Since the students have to pay the full fees at the beginning of the academic year (for 12 months) or a semester (for 6 months), they have already paid their fees for the current period of lockdown.

What the advisory is suggesting is that the institutions desist from seeking the entire fees at the start of the next academic session in July-August.

“It is requested that in view of prevailing extraordinary difficult circumstances, universities and colleges may consider the matter regarding payment of annual/ semester fee, tuition fee, examination fee, etc, sympathetically and if feasible, may consider offering alternative payment options to students till the situation returns to normal,” Jain’s letter said.

“If need be, the universities and colleges may consider individual requests from students, if any, concerning payment of fee, in a considerate manner, keeping in view the present Covid-19 pandemic.”

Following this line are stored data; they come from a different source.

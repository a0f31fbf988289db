//! Green monochrome CRT palette
//!
//! Every panel draws from these constants. Limb and condition colors go through
//! [`health_color`] so the warning threshold lives in exactly one place.

use sdl2::pixels::Color;

pub const PIP_GREEN: Color = Color::RGB(51, 255, 51);
pub const PIP_GREEN_DARK: Color = Color::RGB(20, 100, 20);
pub const PIP_GREEN_BRIGHT: Color = Color::RGB(102, 255, 102);
pub const PIP_GREEN_DIM: Color = Color::RGB(30, 180, 30);
pub const BACKGROUND: Color = Color::RGB(10, 20, 10);
pub const WARNING: Color = Color::RGB(255, 255, 51);
pub const SCANLINE: Color = Color::RGBA(0, 0, 0, 30);

/// Health at or below this value switches an element to [`WARNING`]
pub const WARNING_THRESHOLD: i32 = 50;

/// Picks the draw color for a 0-100 health value.
///
/// No gradient: anything above the threshold is the primary green, anything at
/// or below it is the warning yellow. Out-of-range values are not clamped.
pub fn health_color(value: i32) -> Color {
    if value > WARNING_THRESHOLD {
        PIP_GREEN
    } else {
        WARNING
    }
}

The fees vary greatly among the various public-funded and privately managed institutions, university officials said.

Delhi University colleges charge undergraduate students between Rs 10,000 and Rs 15,000 per six-month semester as admission, tuition, development and examination fees, an official said. Hostel boarders pay an additional fee.

Private universities charge between Rs 50,000 and Rs 5 lakh a year as tuition fee.

Rajesh Jha, a member of DU’s executive council, said the UGC should be giving extra funds to the public-funded institutions to help them not just defer the student fees but waive them altogether.

“The UGC doesn’t want to pay anything extra while trying to appear sympathetic to the students,” he said.

Jha emphasised that “more than 60 per cent students in public universities are from deprived sections like the Scheduled Castes, Scheduled Tribes and other Backward Classes”.

Just deferring payment, or allowing payment in instalments, is no relief at all for the students, many of whose parents have lost employment during the lockdown, he said.

“In recent years, the HRD ministry and the UGC have been reducing grants and asking the students to bear the burden,” he said.

“The language in this (Jain’s) letter does not reflect any change in their attitude of treating students as resource-generating entities.’

A teacher from Assam University, Silchar, said the students should be given not just a full waiver of all the charges — except food charges — but also of the interest on their education loans for the Covid-19 crisis period.

“Many of those who have taken loans may not get any jobs. Things have changed, so the interest should be waived,” the teacher, who requested anonymity, said.

R.P. Tiwari, vice-chancellor of the Dr Hari Singh Gour University, a central university in Madhya Pradesh, welcomed the UGC letter as “timely”.

“Universities will be able to devise their own models to help the students,” he said.

“In our university, we may go for instalment-based payment. Those who have UGC or state government scholarships will continue to have the option of paying their fees after they get their fellowships.”

While the UGC advisory applies only to the general stream, technical education regulator AICTE has already asked institutions offering professional courses to defer student fees until the lockdown had been lifted.

No such advisory has so far come for the medical or law courses from the Medical Council of India or the Bar Council of India.

The Education Promotion Society for India, which represents private educational institutions, has advised its member institutions not to ask for fees until the end of the lockdown.

Jain’s letter said the UGC had received complaints from parents and students that colleges and universities were insisting on immediate payment of annual and semester fees, which was becoming a strain on them.

Nearly 3.7 crore students are enrolled in higher education in the country.